[Input data Boundary: Start]
//! Lifecycle provider
//!
//! Drives start, stop, restart, destroy and reinit against the compute
//! backend and keeps DNS records, alias bindings and the idle monitor in line
//! with the resulting instance state. DNS and alias failures are logged and
//! never undo a backend transition; the one exception is the domain
//! validation at the start of the stop workflow's DNS phase.

use std::sync::Arc;

use tracing::{debug, error, warn};
use vmward_api::{Artifact, MachineState};
use vmward_backend::ClientPool;
use vmward_dns::{DnsError, DomainSync, SyncReport};

use crate::config::ProviderConfig;
use crate::error::CoreError;
use crate::machine::Machine;
use crate::scheduler::Scheduler;
use crate::session::{InstanceSession, PushRange};
use crate::store::{MachineStore, StorageUpdate};
use crate::traits::{AgentProbe, MachineLocker, PlanChecker, Rebuilder};

/// Collaborators of a [`Provider`]
pub struct ProviderArgs {
    pub config: ProviderConfig,
    /// Region-scoped compute clients
    pub clients: ClientPool,
    pub store: Arc<dyn MachineStore>,
    pub domains: DomainSync,
    pub plan: Arc<dyn PlanChecker>,
    pub agent: Arc<dyn AgentProbe>,
    pub rebuilder: Arc<dyn Rebuilder>,
    pub locker: Arc<dyn MachineLocker>,
    /// Idle timer registry
    pub scheduler: Scheduler,
}

/// Machine lifecycle provider
pub struct Provider {
    pub(crate) config: ProviderConfig,
    pub(crate) clients: ClientPool,
    pub(crate) store: Arc<dyn MachineStore>,
    pub(crate) domains: DomainSync,
    pub(crate) plan: Arc<dyn PlanChecker>,
    pub(crate) agent: Arc<dyn AgentProbe>,
    pub(crate) rebuilder: Arc<dyn Rebuilder>,
    pub(crate) locker: Arc<dyn MachineLocker>,
    pub(crate) scheduler: Scheduler,
}

impl std::fmt::Debug for Provider {
    fn fmt(&self, f: &mut std::fmt::Formatter<'_>) -> std::fmt::Result {
        f.debug_struct("Provider")
            .field("config", &self.config)
            .field("clients", &self.clients)
            .field("scheduler", &self.scheduler)
            .finish_non_exhaustive()
    }
}

impl Provider {
    #[must_use]
    pub fn new(args: ProviderArgs) -> Arc<Self> {
        Arc::new(Self {
            config: args.config,
            clients: args.clients,
            store: args.store,
            domains: args.domains,
            plan: args.plan,
            agent: args.agent,
            rebuilder: args.rebuilder,
            locker: args.locker,
            scheduler: args.scheduler,
        })
    }

    #[must_use]
    pub fn config(&self) -> &ProviderConfig {
        &self.config
    }

    #[must_use]
    pub fn store(&self) -> &Arc<dyn MachineStore> {
        &self.store
    }

    #[must_use]
    pub fn locker(&self) -> &Arc<dyn MachineLocker> {
        &self.locker
    }

    #[must_use]
    pub fn scheduler(&self) -> &Scheduler {
        &self.scheduler
    }

    /// Open an instance session for `machine`
    ///
    /// # Errors
    /// See [`InstanceSession::open`]
    pub fn open_session(&self, machine: &Machine) -> Result<InstanceSession, CoreError> {
        InstanceSession::open(machine, &self.clients, &self.config)
    }

    /// Bring a machine's instance up and point its hostnames at it
    ///
    /// # Errors
    /// `AuthorizationDenied` when the plan check refuses, `BackendQueryError`
    /// when the instance can't be described, `BackendMutationError` or
    /// `NoCapacityAvailable` when it can't be started.
    pub async fn start(self: &Arc<Self>, machine: &Machine) -> Result<Artifact, CoreError> {
        self.plan
            .always_on(machine)
            .await
            .map_err(CoreError::AuthorizationDenied)?;

        let session = self.open_session(machine)?;
        let info = session.info().await?;

        let mut artifact = Artifact {
            ip_address: info
                .ip_address
                .clone()
                .unwrap_or_else(|| machine.ip_address.clone()),
            instance_id: session.builder().instance_id.clone(),
            domain_name: String::new(),
            instance_type: info.instance_type.clone(),
        };

        self.stop_timer(machine);

        session.push("Starting machine", 10, MachineState::Starting);

        let configured_type = session.builder().instance_type.clone();
        if !configured_type.is_empty() && info.instance_type != configured_type {
            warn!(
                machine = %machine.id,
                current = %info.instance_type,
                configured = %configured_type,
                "instance type drifted, changing it back"
            );
            match session.resize(&configured_type).await {
                Ok(()) => artifact.instance_type.clone_from(&configured_type),
                Err(e) => warn!(
                    machine = %machine.id,
                    instance_type = %configured_type,
                    error = %e,
                    "couldn't change instance type back"
                ),
            }
            tokio::time::sleep(self.config.timings.resize_settle()).await;
        }

        if info.state.is_in(&[MachineState::Stopped, MachineState::Stopping]) {
            if info.state == MachineState::Stopping {
                tokio::time::sleep(self.config.timings.stopping_grace()).await;
            }

            let started = self.start_with_fallback(&session).await?;
            artifact.ip_address = started.ip_address;
            artifact.instance_type = started.instance_type;
            if !started.instance_id.is_empty() {
                artifact.instance_id = started.instance_id;
            }
        }

        self.advisory_update(
            &machine.id,
            StorageUpdate::starting(&artifact.ip_address, &artifact.instance_type),
        )
        .await;

        session.push("Initializing domain instance", 65, MachineState::Starting);
        if let Err(e) = self
            .domains
            .upsert(&machine.domain, &artifact.ip_address, &machine.username)
            .await
        {
            error!(machine = %machine.id, domain = %machine.domain, error = %e, "updating domain for start failed");
        }

        session.push("Updating domain aliases", 80, MachineState::Starting);
        let aliases = self.domains.aliases(&machine.id).await;
        let report = self
            .domains
            .upsert_aliases(&machine.id, &aliases, &artifact.ip_address, &machine.username)
            .await;
        log_alias_report(&machine.id, "upsert", &report);

        artifact.domain_name.clone_from(&machine.domain);

        session.push("Checking remote machine", 90, MachineState::Starting);
        if self.agent.is_reachable(&machine.query_string).await {
            debug!(machine = %machine.id, "remote agent is ready");
        } else {
            warn!(machine = %machine.id, "remote agent is not ready, couldn't connect to it");
            if self.config.idle.arm_after_start {
                self.start_timer(machine);
            }
        }

        Ok(artifact)
    }

    /// Start the instance, walking the fallback types on capacity errors
    async fn start_with_fallback(&self, session: &InstanceSession) -> Result<Artifact, CoreError> {
        let err = match session.start(true).await {
            Ok(artifact) => return Ok(artifact),
            Err(e) if !e.is_capacity() => return Err(CoreError::BackendMutationError(e)),
            Err(e) => e,
        };

        let machine_id = session.machine_id();
        error!(machine = %machine_id, error = %err, "no capacity for configured instance type");

        let mut tried = Vec::new();
        for instance_type in &self.config.capacity.fallback_instance_types {
            warn!(
                machine = %machine_id,
                instance_type = %instance_type,
                "fallback: starting again with another instance type"
            );
            tried.push(instance_type.clone());

            session
                .resize(instance_type)
                .await
                .map_err(CoreError::BackendMutationError)?;
            tokio::time::sleep(self.config.timings.resize_settle()).await;

            match session.start(true).await {
                Ok(artifact) => return Ok(artifact),
                Err(e) => warn!(
                    machine = %machine_id,
                    instance_type = %instance_type,
                    retryable = e.is_retryable(),
                    error = %e,
                    "fallback: couldn't start instance"
                ),
            }
        }

        Err(CoreError::NoCapacityAvailable { tried })
    }

    /// Stop a machine's instance and remove its hostnames
    ///
    /// # Errors
    /// `BackendMutationError` when the stop fails, `DnsError` when the primary
    /// domain fails validation.
    pub async fn stop(&self, machine: &Machine) -> Result<(), CoreError> {
        let session = self.open_session(machine)?;

        self.stop_timer(machine);

        session
            .stop()
            .await
            .map_err(CoreError::BackendMutationError)?;

        session.push("Initializing domain instance", 65, MachineState::Stopping);
        self.domains
            .validate(&machine.domain, &machine.username)
            .await?;

        session.push("Deleting domain", 85, MachineState::Stopping);
        match self
            .domains
            .delete(&machine.domain, &machine.ip_address)
            .await
        {
            Ok(()) => {}
            Err(e) if e.is_missing() => log_missing_record(&machine.id, &e),
            Err(e) => {
                warn!(machine = %machine.id, domain = %machine.domain, error = %e, "couldn't delete domain");
            }
        }

        let aliases = self.domains.aliases(&machine.id).await;
        let report = self
            .domains
            .delete_aliases(&machine.id, &aliases, &machine.ip_address, false)
            .await;
        log_alias_report(&machine.id, "delete", &report);

        Ok(())
    }

    /// Hard restart a machine's instance
    ///
    /// # Errors
    /// Returns `BackendMutationError` if the restart fails
    pub async fn restart(&self, machine: &Machine) -> Result<(), CoreError> {
        let session = self.open_session(machine)?;
        session
            .restart()
            .await
            .map_err(CoreError::BackendMutationError)
    }

    /// Terminate a machine's instance and release all its hostnames
    ///
    /// # Errors
    /// Returns `BackendMutationError` if the terminate fails
    pub async fn destroy(&self, machine: &Machine) -> Result<(), CoreError> {
        let session = self.open_session(machine)?;
        self.destroy_instance(&session, machine, PushRange::new(10, 80))
            .await?;

        let aliases = self.domains.aliases(&machine.id).await;

        session.push("Deleting base domain", 85, MachineState::Terminating);
        match self
            .domains
            .delete(&machine.domain, &machine.ip_address)
            .await
        {
            Ok(()) => {}
            Err(e) if e.is_missing() => log_missing_record(&machine.id, &e),
            Err(e) => {
                error!(machine = %machine.id, domain = %machine.domain, error = %e, "deleting domain during destroy failed");
            }
        }

        session.push("Deleting custom domain", 90, MachineState::Terminating);
        let report = self
            .domains
            .delete_aliases(&machine.id, &aliases, &machine.ip_address, true)
            .await;
        log_alias_report(&machine.id, "detach", &report);

        Ok(())
    }

    /// Terminate the instance, keeping the last fifth of `range` for the caller
    async fn destroy_instance(
        &self,
        session: &InstanceSession,
        machine: &Machine,
        range: PushRange,
    ) -> Result<(), CoreError> {
        self.stop_timer(machine);
        session
            .terminate(range.reserve_tail())
            .await
            .map_err(CoreError::BackendMutationError)
    }

    /// Replace a machine's instance with a freshly built one
    ///
    /// The machine is modified in place: its query string and IP address are
    /// cleared before the rebuild runs.
    ///
    /// # Errors
    /// Returns `BackendMutationError` if the old instance can't be
    /// terminated, otherwise whatever the rebuild returns.
    pub async fn reinit(&self, machine: &mut Machine) -> Result<Artifact, CoreError> {
        let mut session = self.open_session(machine)?;
        self.destroy_instance(&session, machine, PushRange::new(10, 40))
            .await?;

        self.advisory_update(&machine.id, StorageUpdate::building_reset())
            .await;
        self.advisory_state(&machine.id, "Reinit cleanup", MachineState::NotInitialized)
            .await;

        session.builder_mut().instance_id.clear();
        machine.query_string.clear();
        machine.ip_address.clear();

        self.rebuilder
            .run(&mut session, machine, PushRange::new(40, 90))
            .await
    }

    pub(crate) async fn advisory_update(&self, machine_id: &str, update: StorageUpdate) {
        let kind = update.kind;
        if let Err(e) = self.store.update(machine_id, update).await {
            warn!(machine = %machine_id, kind = kind.as_str(), error = %e, "couldn't write machine data");
        }
    }

    pub(crate) async fn advisory_state(&self, machine_id: &str, reason: &str, state: MachineState) {
        if let Err(e) = self.store.update_state(machine_id, reason, state).await {
            warn!(machine = %machine_id, state = %state, error = %e, "couldn't write machine state");
        }
    }
}

fn log_missing_record(machine_id: &str, err: &DnsError) {
    debug!(machine = %machine_id, error = %err, "domain record already gone");
}

fn log_alias_report(machine_id: &str, action: &'static str, report: &SyncReport) {
    if report.is_clean() {
        debug!(machine = %machine_id, action, synced = report.synced.len(), "domain aliases synced");
    } else {
        warn!(
            machine = %machine_id,
            action,
            synced = report.synced.len(),
            failed = ?report.failed,
            "some domain aliases were not synced"
        );
    }
}
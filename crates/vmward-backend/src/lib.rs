//! vmward-backend: Compute backend abstraction
//!
//! Provides the instance-control trait, structured backend errors, the
//! region-scoped client pool and an in-memory backend.

pub mod error;
pub mod info;
pub mod memory;
pub mod pool;
pub mod traits;

pub use error::{BackendError, BackendErrorKind};
pub use info::InstanceInfo;
pub use memory::{BackendCall, MemoryBackend, MemoryInstance, Operation};
pub use pool::ClientPool;
pub use traits::ComputeBackend;
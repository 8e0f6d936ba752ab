//! Provisioning result descriptor

use serde::{Deserialize, Serialize};

/// Result of a successful provisioning action
#[derive(Debug, Clone, Default, PartialEq, Eq, Serialize, Deserialize)]
pub struct Artifact {
    /// Public IP address of the instance
    pub ip_address: String,
    /// Backend instance identifier
    pub instance_id: String,
    /// Primary domain name bound to the machine
    pub domain_name: String,
    /// Instance type the instance is actually running with
    pub instance_type: String,
}
//! Domain alias types

use serde::{Deserialize, Serialize};

/// Secondary hostname bound to a machine
#[derive(Debug, Clone, PartialEq, Eq, Serialize, Deserialize)]
pub struct Alias {
    /// Fully qualified domain name
    pub name: String,
    /// Machine the alias points to, if any
    pub machine_id: Option<String>,
}

impl Alias {
    pub fn new(name: impl Into<String>, machine_id: impl Into<String>) -> Self {
        Self {
            name: name.into(),
            machine_id: Some(machine_id.into()),
        }
    }
}

/// Outcome of synchronizing a batch of aliases
#[derive(Debug, Clone, Default, PartialEq, Eq)]
pub struct SyncReport {
    /// Domains processed without error
    pub synced: Vec<String>,
    /// Domains where at least one step failed
    pub failed: Vec<String>,
}

impl SyncReport {
    #[must_use]
    pub fn is_clean(&self) -> bool {
        self.failed.is_empty()
    }
}
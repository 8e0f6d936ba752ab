//! Fleet: registry of machine actors
//!
//! Spawns a [`MachineActor`] per machine id on first use. Workflows for the
//! same machine queue in its mailbox; distinct machines run concurrently.

use std::collections::HashMap;
use std::sync::Arc;

use kameo::actor::{ActorRef, Spawn};
use kameo::error::SendError;
use tokio::sync::{Mutex, broadcast};
use tracing::info;

use vmward_api::{Artifact, ProgressEvent};

use crate::actor::{MachineActor, MachineActorArgs};
use crate::error::CoreError;
use crate::message::{
    DestroyMachine, GetStatus, MachineStatus, ReinitMachine, RestartMachine, StartMachine,
    StopMachine,
};
use crate::provider::Provider;

/// Default capacity of the progress event channel
pub const DEFAULT_EVENT_CAPACITY: usize = 1024;

/// Entry point for running lifecycle workflows by machine id
pub struct Fleet {
    provider: Arc<Provider>,
    event_tx: broadcast::Sender<ProgressEvent>,
    machines: Mutex<HashMap<String, ActorRef<MachineActor>>>,
}

fn reply_error<M>(err: SendError<M, CoreError>) -> CoreError {
    match err {
        SendError::HandlerError(e) => e,
        other => CoreError::ActorError(other.to_string()),
    }
}

impl Fleet {
    #[must_use]
    pub fn new(provider: Arc<Provider>, event_capacity: usize) -> Self {
        let (event_tx, _) = broadcast::channel(event_capacity);
        Self {
            provider,
            event_tx,
            machines: Mutex::new(HashMap::new()),
        }
    }

    #[must_use]
    pub fn provider(&self) -> &Arc<Provider> {
        &self.provider
    }

    /// Receive progress events of every workflow run through this fleet
    #[must_use]
    pub fn subscribe(&self) -> broadcast::Receiver<ProgressEvent> {
        self.event_tx.subscribe()
    }

    /// Get the actor for a machine, spawning it if needed
    async fn actor(&self, machine_id: &str) -> ActorRef<MachineActor> {
        let mut machines = self.machines.lock().await;
        if let Some(actor_ref) = machines.get(machine_id)
            && actor_ref.is_alive()
        {
            return actor_ref.clone();
        }

        let actor_ref = MachineActor::spawn(MachineActorArgs {
            machine_id: machine_id.to_string(),
            provider: self.provider.clone(),
            event_tx: self.event_tx.clone(),
        });
        info!(machine = %machine_id, "spawned MachineActor");

        machines.insert(machine_id.to_string(), actor_ref.clone());
        actor_ref
    }

    /// # Errors
    /// Returns the start workflow's error
    pub async fn start(&self, machine_id: &str) -> Result<Artifact, CoreError> {
        let actor_ref = self.actor(machine_id).await;
        actor_ref.ask(StartMachine).await.map_err(reply_error)
    }

    /// # Errors
    /// Returns the stop workflow's error
    pub async fn stop(&self, machine_id: &str) -> Result<(), CoreError> {
        let actor_ref = self.actor(machine_id).await;
        actor_ref.ask(StopMachine).await.map_err(reply_error)
    }

    /// # Errors
    /// Returns the restart workflow's error
    pub async fn restart(&self, machine_id: &str) -> Result<(), CoreError> {
        let actor_ref = self.actor(machine_id).await;
        actor_ref.ask(RestartMachine).await.map_err(reply_error)
    }

    /// # Errors
    /// Returns the destroy workflow's error
    pub async fn destroy(&self, machine_id: &str) -> Result<(), CoreError> {
        let actor_ref = self.actor(machine_id).await;
        actor_ref.ask(DestroyMachine).await.map_err(reply_error)
    }

    /// # Errors
    /// Returns the reinit workflow's error
    pub async fn reinit(&self, machine_id: &str) -> Result<Artifact, CoreError> {
        let actor_ref = self.actor(machine_id).await;
        actor_ref.ask(ReinitMachine).await.map_err(reply_error)
    }

    /// Bookkeeping of a machine's actor, if one is running
    ///
    /// # Errors
    /// Returns `ActorError` if the actor can't be reached
    pub async fn status(&self, machine_id: &str) -> Result<Option<MachineStatus>, CoreError> {
        let actor_ref = self.machines.lock().await.get(machine_id).cloned();
        match actor_ref {
            Some(actor_ref) => actor_ref
                .ask(GetStatus)
                .await
                .map(Some)
                .map_err(|e| CoreError::ActorError(e.to_string())),
            None => Ok(None),
        }
    }

    /// Stop and drop a machine's actor; returns whether one was registered
    pub async fn forget(&self, machine_id: &str) -> bool {
        let actor_ref = self.machines.lock().await.remove(machine_id);
        match actor_ref {
            Some(actor_ref) => {
                actor_ref.stop_gracefully().await.ok();
                info!(machine = %machine_id, "forgot MachineActor");
                true
            }
            None => false,
        }
    }

    /// Number of registered machine actors
    pub async fn len(&self) -> usize {
        self.machines.lock().await.len()
    }

    pub async fn is_empty(&self) -> bool {
        self.len().await == 0
    }

    /// Stop every actor and cancel every idle timer
    pub async fn shutdown(&self) {
        let actors: Vec<_> = self.machines.lock().await.drain().collect();
        for (machine_id, actor_ref) in actors {
            actor_ref.stop_gracefully().await.ok();
            info!(machine = %machine_id, "stopped MachineActor");
        }
        self.provider.scheduler().cancel_all();
    }
}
[Input data Boundary: End]
• _Problem requirements_
From the first line of the data above through the line containing "is the domain", set each line down again exactly; include both ends and omit everything else.

• _Problem solution_
//! Lifecycle provider
//!
//! Drives start, stop, restart, destroy and reinit against the compute
//! backend and keeps DNS records, alias bindings and the idle monitor in line
//! with the resulting instance state. DNS and alias failures are logged and
//! never undo a backend transition; the one exception is the domain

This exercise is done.